Where conversion actually fails

The drop-off rarely comes from a single issue. It’s usually a combination of small gaps that compound:

  • The proposition doesn’t land clearly enough

  • The wrong stakeholders are engaged

  • Commercials are not defined early enough

  • The test is not structured to scale

  • Execution is inconsistent

  • Follow-up lacks structure

Individually, these seem manageable. Collectively, they kill momentum. Agencies don’t say no. They just don’t move forward. And vendors are left “in discussion” for months, mistaking inertia for progress.

Why agencies don’t convert

To understand conversion, you first have to understand the agency mindset.

Agencies are not incentivised to take risks on new vendors. Their role is to protect client relationships, deliver consistent performance, minimise operational complexity, and avoid unnecessary exposure. Every decision is filtered through that lens. That means every new vendor, no matter how promising, represents potential downside.

So even if your product performs, that’s not the real question being asked.

The question is not simply, “Does this work?” It’s whether it is safe to scale, easy to implement, and unlikely to create problems down the line. More importantly, agencies are constantly asking themselves whether working with you will make them look good in front of their client — or expose them if something goes wrong.

If you are not clearly addressing those concerns, conversion will stall. Not because agencies are not interested, but because the perceived risk outweighs the upside.

What drives conversion

Turning meetings into revenue requires discipline across a few critical areas:

1. Precision in positioning. Your proposition must land immediately. Not “interesting.” Not “innovative.” Clear, relevant, and tied to a real problem the agency recognises.

2. Stakeholder alignment. You need more than one contact. Conversion requires alignment across multiple roles — planning, investment, trading, and often senior leadership.

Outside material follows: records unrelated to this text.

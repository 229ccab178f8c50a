//! Route Module Index
//!
//! Declares the application's page routes split by access requirement, and
//! the HTTP API the browser bundle uses to share the same table. The access
//! requirement of every path is visible in the module that declares it.

use crate::{
    navigation::{RouteTable, TableError},
    views::View,
};

/// Pages reachable without a session.
pub mod public;

/// Pages that require an authenticated session and render inside the main layout.
pub mod authenticated;

/// JSON API and health endpoints.
pub mod api;

/// Where `/` and every unknown path redirect to.
pub const DEFAULT_PATH: &str = "/dashboard";

/// Where protected paths redirect to when there is no session.
pub const LOGIN_PATH: &str = "/login";

/// page_table
///
/// Builds the application's route table: public pages first, then the
/// authenticated pages, with `/dashboard` as the default target.
///
/// # Errors
/// Returns a `TableError` if the declarations break a table invariant. This
/// can only happen through an editing mistake in the page modules.
pub fn page_table() -> Result<RouteTable<View>, TableError> {
    let builder = RouteTable::builder()
        .default_path(DEFAULT_PATH)
        .login_path(LOGIN_PATH);
    let builder = public::public_pages(builder);
    authenticated::authenticated_pages(builder).build()
}
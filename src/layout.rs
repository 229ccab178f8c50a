use std::sync::Arc;

use crate::views::escape_html;

/// Layout
///
/// The persistent chrome (navigation, header) that wraps every protected
/// view. It receives the view's markup as an opaque child and must pass it
/// through unchanged.
pub trait Layout: Send + Sync {
    fn frame(&self, child: &str) -> String;
}

/// LayoutState
///
/// Trait object shared through the application state, the same way the
/// other collaborators are injected.
pub type LayoutState = Arc<dyn Layout>;

/// MainLayout
///
/// Emits the slots the browser bundle fills with its navigation and header
/// components, with the routed view placed in the content slot.
#[derive(Debug, Clone, Copy, Default)]
pub struct MainLayout;

impl Layout for MainLayout {
    fn frame(&self, child: &str) -> String {
        format!(
            concat!(
                r#"<div data-layout="main">"#,
                r#"<header data-slot="header"></header>"#,
                r#"<nav data-slot="navigation"></nav>"#,
                r#"<main data-slot="content">{}</main>"#,
                "</div>"
            ),
            child
        )
    }
}

/// Wraps rendered body markup in the HTML document that boots the browser bundle.
pub fn document(title: &str, script_src: &str, body: &str) -> String {
    format!(
        concat!(
            "<!doctype html>",
            r#"<html lang="en">"#,
            "<head>",
            r#"<meta charset="utf-8">"#,
            r#"<meta name="viewport" content="width=device-width, initial-scale=1">"#,
            "<title>{title}</title>",
            r#"<script type="module" src="{script}"></script>"#,
            "</head>",
            r#"<body><div id="root">{body}</div></body>"#,
            "</html>"
        ),
        title = escape_html(title),
        script = escape_html(script_src),
        body = body,
    )
}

3. Commercial clarity. Agencies need to understand how this works commercially before they commit. Pricing, incentives, and test structures must be clear, credible, and low-risk.

4. Designed-for-scale testing. A test is not a proof of concept. It is a stepping stone to scale. If it is not structured that way from the start, it will remain a test.

5. Relentless execution. Service is not a detail. It is a differentiator. Being present, responsive, and proactive keeps you top of mind — and builds trust.

6. Structured follow-through. Conversion doesn’t happen in the room. It happens in the weeks that follow. Clear next steps, regular check-ins, and ongoing momentum are essential.

The real issue

Most vendors are not failing to sell.

They are failing to convert.

They generate interest but don’t translate it into commitment. They secure tests but don’t turn them into partnerships. They build relationships but don’t structure them for scale. And without that structure, revenue remains unpredictable.

Final thought

More meetings won’t fix this.

Better salespeople won’t fix this.

Even better technology won’t fix this.

If you can’t convert attention into revenue, you don’t have a growth engine — you have a visibility engine.

And visibility doesn’t pay the bills.